### Required action
Find the lines below holding the word "contents" and copy each of them.
▼
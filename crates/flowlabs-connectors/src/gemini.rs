//! Gemini `generateContent` client.

use std::fmt;
use std::time::Duration;

use async_trait::async_trait;
use serde::{Deserialize, Serialize};

use crate::error::{remote_error, ConnectorError, Result};
use crate::text::{ChatMessage, ChatRole, GenerationRequest, TextGenerator};

/// Default model used for every request.
pub const DEFAULT_MODEL: &str = "gemini-2.5-flash";

/// Configuration for the Gemini client.
#[derive(Debug, Clone, Deserialize)]
pub struct GeminiConfig {
    /// API base URL.
    #[serde(default = "default_base_url")]
    pub base_url: String,
    /// Model name.
    #[serde(default = "default_model")]
    pub model: String,
    /// Request timeout in seconds.
    #[serde(default = "default_timeout_secs")]
    pub timeout_secs: u64,
}

fn default_base_url() -> String {
    "https://generativelanguage.googleapis.com".to_string()
}

fn default_model() -> String {
    DEFAULT_MODEL.to_string()
}

const fn default_timeout_secs() -> u64 {
    30
}

impl Default for GeminiConfig {
    fn default() -> Self {
        Self {
            base_url: default_base_url(),
            model: default_model(),
            timeout_secs: default_timeout_secs(),
        }
    }
}

#[derive(Serialize)]
#[serde(rename_all = "camelCase")]
struct GenerateContentRequest<'a> {
    contents: Vec<Content<'a>>,
    #[serde(skip_serializing_if = "Option::is_none")]
    system_instruction: Option<Content<'a>>,
    #[serde(skip_serializing_if = "Option::is_none")]
    generation_config: Option<GenerationConfig>,
}

#[derive(Serialize)]
struct Content<'a> {
    #[serde(skip_serializing_if = "Option::is_none")]
    role: Option<ChatRole>,
    parts: [Part<'a>; 1],
}

impl<'a> Content<'a> {
    const fn new(role: Option<ChatRole>, text: &'a str) -> Self {
        Self {
            role,
            parts: [Part { text }],
        }
    }
}

#[derive(Serialize)]
struct Part<'a> {
    text: &'a str,
}

#[derive(Serialize)]
#[serde(rename_all = "camelCase")]
struct GenerationConfig {
    #[serde(skip_serializing_if = "Option::is_none")]
    temperature: Option<f32>,
    #[serde(skip_serializing_if = "Option::is_none")]
    max_output_tokens: Option<u32>,
}

#[derive(Debug, Deserialize)]
struct GenerateContentResponse {
    #[serde(default)]
    candidates: Vec<Candidate>,
}

#[derive(Debug, Deserialize)]
struct Candidate {
    #[serde(default)]
    content: Option<CandidateContent>,
}

#[derive(Debug, Deserialize)]
struct CandidateContent {
    #[serde(default)]
    parts: Vec<CandidatePart>,
}

#[derive(Debug, Deserialize)]
struct CandidatePart {
    #[serde(default)]
    text: Option<String>,
}

impl GenerateContentResponse {
    /// Concatenated text of the first candidate.
    fn into_text(self) -> Result<String> {
        let text: String = self
            .candidates
            .into_iter()
            .next()
            .and_then(|c| c.content)
            .map(|c| c.parts.into_iter().filter_map(|p| p.text).collect())
            .unwrap_or_default();

        let trimmed = text.trim();
        if trimmed.is_empty() {
            Err(ConnectorError::EmptyResponse)
        } else {
            Ok(trimmed.to_string())
        }
    }
}

/// HTTP client for the Gemini API.
#[derive(Clone)]
pub struct GeminiClient {
    client: reqwest::Client,
    config: GeminiConfig,
}

impl fmt::Debug for GeminiClient {
    fn fmt(&self, f: &mut fmt::Formatter<'_>) -> fmt::Result {
        f.debug_struct("GeminiClient")
            .field("config", &self.config)
            .finish_non_exhaustive()
    }
}

impl GeminiClient {
    /// Create a new client.
    ///
    /// # Errors
    ///
    /// Returns an error if the HTTP client cannot be created.
    pub fn new(config: GeminiConfig) -> Result<Self> {
        let client = reqwest::Client::builder()
            .timeout(Duration::from_secs(config.timeout_secs))
            .connect_timeout(Duration::from_secs(5))
            .build()
            .map_err(|e| ConnectorError::Http(e.to_string()))?;
        Ok(Self { client, config })
    }

    fn endpoint(&self) -> String {
        format!(
            "{}/v1beta/models/{}:generateContent",
            self.config.base_url.trim_end_matches('/'),
            self.config.model
        )
    }

    async fn generate_content(
        &self,
        api_key: &str,
        body: &GenerateContentRequest<'_>,
    ) -> Result<String> {
        if api_key.trim().is_empty() {
            return Err(ConnectorError::NotConfigured("text generation API key"));
        }

        let response = self
            .client
            .post(self.endpoint())
            .query(&[("key", api_key)])
            .json(body)
            .send()
            .await?;

        if !response.status().is_success() {
            let err = remote_error(response, |body| {
                body["error"]["message"].as_str().map(str::to_string)
            })
            .await;
            tracing::error!(model = %self.config.model, error = %err, "text generation failed");
            return Err(err);
        }

        let parsed: GenerateContentResponse = response.json().await?;
        parsed.into_text()
    }
}

#[async_trait]
impl TextGenerator for GeminiClient {
    async fn generate(&self, api_key: &str, request: &GenerationRequest) -> Result<String> {
        let generation_config =
            (request.temperature.is_some() || request.max_output_tokens.is_some()).then(|| {
                GenerationConfig {
                    temperature: request.temperature,
                    max_output_tokens: request.max_output_tokens,
                }
            });

        let body = GenerateContentRequest {
            contents: vec![Content::new(Some(ChatRole::User), &request.prompt)],
            system_instruction: None,
            generation_config,
        };
        self.generate_content(api_key, &body).await
    }

    async fn chat(
        &self,
        api_key: &str,
        system_instruction: &str,
        history: &[ChatMessage],
        message: &str,
    ) -> Result<String> {
        let mut contents: Vec<Content<'_>> = history
            .iter()
            .map(|m| Content::new(Some(m.role), &m.text))
            .collect();
        contents.push(Content::new(Some(ChatRole::User), message));

        let body = GenerateContentRequest {
            contents,
            system_instruction: Some(Content::new(None, system_instruction)),
            generation_config: None,
        };
        self.generate_content(api_key, &body).await
    }
}
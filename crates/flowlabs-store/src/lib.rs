//! Record store for FlowLabs.
//!
//! Every record (lead, client, automation log, settings row) belongs to exactly
//! one user, and every operation in this crate is scoped to an owner. A record
//! owned by another user behaves exactly like a missing one.
//!
//! Two backends implement [`RecordStore`]:
//!
//! - [`RestStore`]: the hosted backend, spoken to over its `PostgREST` dialect
//! - [`RocksStore`]: a local `RocksDB` database for offline and test use
//!
//! # Architecture
//!
//! The local store uses the following column families:
//!
//! - `leads`, `clients`, `logs`: primary records keyed by record ID
//! - `leads_by_user`, `clients_by_user`, `logs_by_user`: owner indexes ordered
//!   newest first
//! - `user_settings`: settings rows keyed by user ID
//!
//! # Example
//!
//! ```no_run
//! use flowlabs_core::UserId;
//! use flowlabs_store::{RecordStore, RocksStore};
//!
//! # async fn example() -> flowlabs_store::Result<()> {
//! let store = RocksStore::open("/tmp/flowlabs-db")?;
//!
//! let user_id = UserId::generate();
//! let leads = store.list_leads(&user_id).await?;
//! assert!(leads.is_empty());
//! # Ok(())
//! # }
//! ```

#![forbid(unsafe_code)]
#![warn(missing_docs)]
#![warn(clippy::all)]
#![warn(clippy::pedantic)]

pub mod error;
pub mod keys;
pub mod lenient;
pub mod rest;
pub mod rocks;
pub mod schema;
pub mod types;

pub use error::{Result, StoreError};
pub use rest::{RestStore, RestStoreConfig};
pub use rocks::RocksStore;
pub use schema::LOG_LIST_LIMIT;
pub use types::{
    parse_deal_value, sanitize_deal_value, AutomationLog, Client, ClientStatus, Lead, LeadPatch,
    LeadStatus, LogStatus, SettingsUpdate, SubscriptionTier, UnknownStatus, UserSettings,
    MAX_SCORE, MIN_SCORE,
};

use async_trait::async_trait;
use flowlabs_core::{ClientId, LeadId, UserId};

/// The storage trait defining all record operations.
///
/// This trait abstracts the storage layer, allowing for different implementations
/// (hosted REST backend, local `RocksDB`).
#[async_trait]
pub trait RecordStore: Send + Sync {
    // =========================================================================
    // Lead Operations
    // =========================================================================

    /// List all leads owned by a user, newest first.
    ///
    /// # Errors
    ///
    /// Returns an error if the backend operation fails.
    async fn list_leads(&self, owner: &UserId) -> Result<Vec<Lead>>;

    /// Get a single lead.
    ///
    /// Returns `None` if the lead does not exist or is owned by someone else.
    ///
    /// # Errors
    ///
    /// Returns an error if the backend operation fails.
    async fn get_lead(&self, owner: &UserId, lead_id: &LeadId) -> Result<Option<Lead>>;

    /// Insert a new lead and return the stored representation.
    ///
    /// # Errors
    ///
    /// Returns an error if the backend rejects the row.
    async fn insert_lead(&self, lead: &Lead) -> Result<Lead>;

    /// Apply a partial update to a lead and return the updated row.
    ///
    /// # Errors
    ///
    /// Returns `StoreError::NotFound` if no row owned by `owner` matched.
    async fn update_lead(&self, owner: &UserId, lead_id: &LeadId, patch: &LeadPatch)
        -> Result<Lead>;

    /// Delete a lead.
    ///
    /// Idempotent: returns `false` if nothing was deleted.
    ///
    /// # Errors
    ///
    /// Returns an error if the backend operation fails.
    async fn delete_lead(&self, owner: &UserId, lead_id: &LeadId) -> Result<bool>;

    // =========================================================================
    // Client Operations
    // =========================================================================

    /// List all clients owned by a user, newest first.
    ///
    /// # Errors
    ///
    /// Returns an error if the backend operation fails.
    async fn list_clients(&self, owner: &UserId) -> Result<Vec<Client>>;

    /// Insert a new client and return the stored representation.
    ///
    /// # Errors
    ///
    /// Returns an error if the backend rejects the row.
    async fn insert_client(&self, client: &Client) -> Result<Client>;

    /// Change a client's fulfillment status.
    ///
    /// # Errors
    ///
    /// Returns `StoreError::NotFound` if no row owned by `owner` matched.
    async fn update_client_status(
        &self,
        owner: &UserId,
        client_id: &ClientId,
        status: ClientStatus,
    ) -> Result<Client>;

    /// Delete a client.
    ///
    /// Idempotent: returns `false` if nothing was deleted.
    ///
    /// # Errors
    ///
    /// Returns an error if the backend operation fails.
    async fn delete_client(&self, owner: &UserId, client_id: &ClientId) -> Result<bool>;

    // =========================================================================
    // Automation Log Operations
    // =========================================================================

    /// List the most recent automation logs (at most [`LOG_LIST_LIMIT`]).
    ///
    /// # Errors
    ///
    /// Returns an error if the backend operation fails.
    async fn list_logs(&self, owner: &UserId) -> Result<Vec<AutomationLog>>;

    /// Append an automation log.
    ///
    /// # Errors
    ///
    /// Returns an error if the backend rejects the row.
    async fn insert_log(&self, log: &AutomationLog) -> Result<AutomationLog>;

    // =========================================================================
    // Settings Operations
    // =========================================================================

    /// Get a user's settings row, if one exists.
    ///
    /// # Errors
    ///
    /// Returns an error if the backend operation fails.
    async fn get_settings(&self, owner: &UserId) -> Result<Option<UserSettings>>;

    /// Create or merge-update a user's settings row.
    ///
    /// # Errors
    ///
    /// Returns an error if the backend rejects the write.
    async fn upsert_settings(
        &self,
        owner: &UserId,
        update: &SettingsUpdate,
    ) -> Result<UserSettings>;
}
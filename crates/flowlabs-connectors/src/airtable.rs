//! Spreadsheet data source (Airtable).
//!
//! Reads the leads, clients and logs tables configured in a user's settings
//! and maps their rows into store records owned by that user. Column names
//! are fixed: `Name`, `Company`, `Title`, `Email`, `Status`, `Score`, `Value`,
//! `PersonalizationLine` for leads; `Name`, `Company`, `Email`, `Title`,
//! `Status`, `AutomationsRunning`, `LastActive`, `Avatar` for clients;
//! `Workflow`, `Client`, `Status`, `Timestamp`, `Details` for logs.

use std::time::Duration;

use chrono::{DateTime, Utc};
use flowlabs_core::{ClientId, LeadId, LogId, UserId};
use flowlabs_store::{
    parse_deal_value, sanitize_deal_value, AutomationLog, Client, ClientStatus, Lead, LeadStatus,
    LogStatus, UserSettings, MAX_SCORE,
};
use serde::de::DeserializeOwned;
use serde::Deserialize;
use serde_json::{Map, Value};

use crate::error::{remote_error, ConnectorError, Result};

/// Last-active label used when a client row has none.
const DEFAULT_LAST_ACTIVE: &str = "Recently";

/// Connection settings for the data source.
#[derive(Debug, Clone, Deserialize)]
pub struct AirtableConfig {
    /// API base URL.
    #[serde(default = "default_base_url")]
    pub base_url: String,
    /// Request timeout in seconds.
    #[serde(default = "default_timeout_secs")]
    pub timeout_secs: u64,
}

fn default_base_url() -> String {
    "https://api.airtable.com".to_string()
}

const fn default_timeout_secs() -> u64 {
    30
}

impl Default for AirtableConfig {
    fn default() -> Self {
        Self {
            base_url: default_base_url(),
            timeout_secs: default_timeout_secs(),
        }
    }
}

#[derive(Debug, Deserialize)]
#[serde(rename_all = "camelCase")]
struct ListPage {
    #[serde(default)]
    records: Vec<Row>,
    #[serde(default)]
    offset: Option<String>,
}

#[derive(Debug, Deserialize)]
#[serde(rename_all = "camelCase")]
struct Row {
    #[serde(default)]
    created_time: Option<DateTime<Utc>>,
    #[serde(default)]
    fields: Map<String, Value>,
}

impl Row {
    fn text(&self, column: &str) -> Option<String> {
        match self.fields.get(column)? {
            Value::String(s) if !s.trim().is_empty() => Some(s.trim().to_string()),
            Value::Number(n) => Some(n.to_string()),
            _ => None,
        }
    }

    fn text_or(&self, column: &str, fallback: &str) -> String {
        self.text(column).unwrap_or_else(|| fallback.to_string())
    }

    fn number(&self, column: &str) -> Option<f64> {
        match self.fields.get(column)? {
            Value::Number(n) => n.as_f64(),
            Value::String(s) => Some(parse_deal_value(s)),
            _ => None,
        }
    }

    /// Parse an enum column through its serde representation.
    fn variant<T: DeserializeOwned>(&self, column: &str) -> Option<T> {
        let raw = self.text(column)?;
        serde_json::from_value(Value::String(raw)).ok()
    }

    fn created_at(&self) -> DateTime<Utc> {
        self.created_time.unwrap_or_else(Utc::now)
    }

    fn attachment_url(&self, column: &str) -> Option<String> {
        self.fields
            .get(column)?
            .get(0)?
            .get("url")?
            .as_str()
            .map(str::to_string)
    }

    #[allow(clippy::cast_possible_truncation, clippy::cast_sign_loss)]
    fn into_lead(self, owner: UserId) -> Lead {
        let score = self
            .number("Score")
            .map_or(0, |s| s.round().clamp(0.0, f64::from(MAX_SCORE)) as u8);
        let status = self
            .text("Status")
            .and_then(|s| s.parse::<LeadStatus>().ok())
            .unwrap_or(LeadStatus::New);

        Lead {
            id: LeadId::generate(),
            user_id: owner,
            name: self.text_or("Name", "Unknown"),
            company: Some(self.text_or("Company", "Unknown")),
            title: self.text("Title"),
            email: self.text_or("Email", ""),
            status,
            score,
            personalization_line: self.text("PersonalizationLine"),
            value: self.number("Value").map_or(0.0, sanitize_deal_value),
            created_at: self.created_at(),
        }
    }

    #[allow(clippy::cast_possible_truncation, clippy::cast_sign_loss)]
    fn into_client(self, owner: UserId) -> Client {
        let name = self.text_or("Name", "Unknown");
        let avatar = self
            .attachment_url("Avatar")
            .unwrap_or_else(|| crate::avatar_url(&name));
        let automations_running = self
            .number("AutomationsRunning")
            .map_or(0, |n| n.max(0.0).round() as u32);

        Client {
            id: ClientId::generate(),
            user_id: owner,
            company: self.text("Company"),
            email: self.text_or("Email", ""),
            title: self.text("Title"),
            status: self.variant("Status").unwrap_or(ClientStatus::Onboarding),
            automations_running,
            last_active: self.text_or("LastActive", DEFAULT_LAST_ACTIVE),
            avatar,
            created_at: self.created_at(),
            name,
        }
    }

    fn into_log(self, owner: UserId) -> AutomationLog {
        AutomationLog {
            id: LogId::generate(),
            user_id: owner,
            workflow: self.text_or("Workflow", ""),
            client: self.text_or("Client", ""),
            status: self.variant("Status").unwrap_or(LogStatus::Running),
            timestamp: self.text_or("Timestamp", ""),
            details: self.text_or("Details", ""),
            created_at: self.created_at(),
        }
    }
}

/// Client for the spreadsheet data source.
#[derive(Debug, Clone)]
pub struct AirtableSource {
    client: reqwest::Client,
    config: AirtableConfig,
}

impl AirtableSource {
    /// Create a new source client.
    ///
    /// # Errors
    ///
    /// Returns an error if the HTTP client cannot be created.
    pub fn new(config: AirtableConfig) -> Result<Self> {
        let client = reqwest::Client::builder()
            .timeout(Duration::from_secs(config.timeout_secs))
            .build()
            .map_err(|e| ConnectorError::Http(e.to_string()))?;
        Ok(Self { client, config })
    }

    /// Fetch every lead row, owned by the settings' user.
    ///
    /// # Errors
    ///
    /// Returns an error if the source is not configured or a page request fails.
    pub async fn fetch_leads(&self, settings: &UserSettings) -> Result<Vec<Lead>> {
        let rows = self.fetch_table(settings, &settings.table_name_leads).await?;
        Ok(rows.into_iter().map(|r| r.into_lead(settings.user_id)).collect())
    }

    /// Fetch every client row, owned by the settings' user.
    ///
    /// # Errors
    ///
    /// Returns an error if the source is not configured or a page request fails.
    pub async fn fetch_clients(&self, settings: &UserSettings) -> Result<Vec<Client>> {
        let rows = self
            .fetch_table(settings, &settings.table_name_clients)
            .await?;
        Ok(rows
            .into_iter()
            .map(|r| r.into_client(settings.user_id))
            .collect())
    }

    /// Fetch every log row, owned by the settings' user.
    ///
    /// # Errors
    ///
    /// Returns an error if the source is not configured or a page request fails.
    pub async fn fetch_logs(&self, settings: &UserSettings) -> Result<Vec<AutomationLog>> {
        let rows = self.fetch_table(settings, &settings.table_name_logs).await?;
        Ok(rows.into_iter().map(|r| r.into_log(settings.user_id)).collect())
    }

    async fn fetch_table(&self, settings: &UserSettings, table: &str) -> Result<Vec<Row>> {
        let api_key = non_blank(settings.airtable_api_key.as_deref())
            .ok_or(ConnectorError::NotConfigured("data source API key"))?;
        let base_id = non_blank(settings.airtable_base_id.as_deref())
            .ok_or(ConnectorError::NotConfigured("data source base ID"))?;

        let mut url = reqwest::Url::parse(&self.config.base_url)
            .map_err(|e| ConnectorError::Http(e.to_string()))?;
        url.path_segments_mut()
            .map_err(|()| ConnectorError::Http("base URL cannot hold a path".to_string()))?
            .pop_if_empty()
            .extend(["v0", base_id, table]);

        let mut rows = Vec::new();
        let mut offset: Option<String> = None;
        loop {
            let mut request = self.client.get(url.clone()).bearer_auth(api_key);
            if let Some(offset) = &offset {
                request = request.query(&[("offset", offset)]);
            }

            let response = request.send().await?;
            if !response.status().is_success() {
                let err = remote_error(response, |body| {
                    body["error"]["message"]
                        .as_str()
                        .or_else(|| body["error"].as_str())
                        .map(str::to_string)
                })
                .await;
                tracing::warn!(table, error = %err, "data source request failed");
                return Err(err);
            }

            let page: ListPage = response.json().await?;
            rows.extend(page.records);
            match page.offset {
                Some(next) => offset = Some(next),
                None => break,
            }
        }

        tracing::debug!(table, rows = rows.len(), "fetched data source table");
        Ok(rows)
    }
}

fn non_blank(value: Option<&str>) -> Option<&str> {
    value.map(str::trim).filter(|v| !v.is_empty())
}
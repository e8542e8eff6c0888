//! Client endpoints.

use std::sync::Arc;

use axum::extract::{Path, State};
use axum::http::StatusCode;
use axum::response::IntoResponse;
use axum::Json;
use serde::Serialize;

use flowlabs_auth::{IdentityProvider, TokenVerifier};
use flowlabs_engine::{Client, ClientId};

use super::parse_id;
use crate::auth::AuthUser;
use crate::error::ApiError;
use crate::state::GatewayState;

/// Response for client list.
#[derive(Debug, Serialize)]
pub struct ListClientsResponse {
    /// Clients, newest first.
    pub clients: Vec<Client>,
}

/// List the authenticated user's clients.
///
/// # Errors
///
/// Returns an error if the record store fails.
pub async fn list_clients<V, I>(
    State(state): State<Arc<GatewayState<V, I>>>,
    user: AuthUser,
) -> Result<impl IntoResponse, ApiError>
where
    V: TokenVerifier + 'static,
    I: IdentityProvider + 'static,
{
    let clients = state.services.leads.list_clients(&user.user_id).await?;
    Ok(Json(ListClientsResponse { clients }))
}

/// Delete a client. Deleting a missing client succeeds.
///
/// # Errors
///
/// Returns an error if the ID is malformed or the record store fails.
pub async fn delete_client<V, I>(
    State(state): State<Arc<GatewayState<V, I>>>,
    user: AuthUser,
    Path(client_id): Path<String>,
) -> Result<impl IntoResponse, ApiError>
where
    V: TokenVerifier + 'static,
    I: IdentityProvider + 'static,
{
    let client_id: ClientId = parse_id("client", &client_id)?;
    state
        .services
        .leads
        .delete_client(&user.user_id, &client_id)
        .await?;

    Ok(StatusCode::NO_CONTENT)
}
▲
### Completed exercise
    contents: Vec<Content<'a>>,
            contents: vec![Content::new(Some(ChatRole::User), &request.prompt)],
        let mut contents: Vec<Content<'_>> = history
        contents.push(Content::new(Some(ChatRole::User), message));
            contents,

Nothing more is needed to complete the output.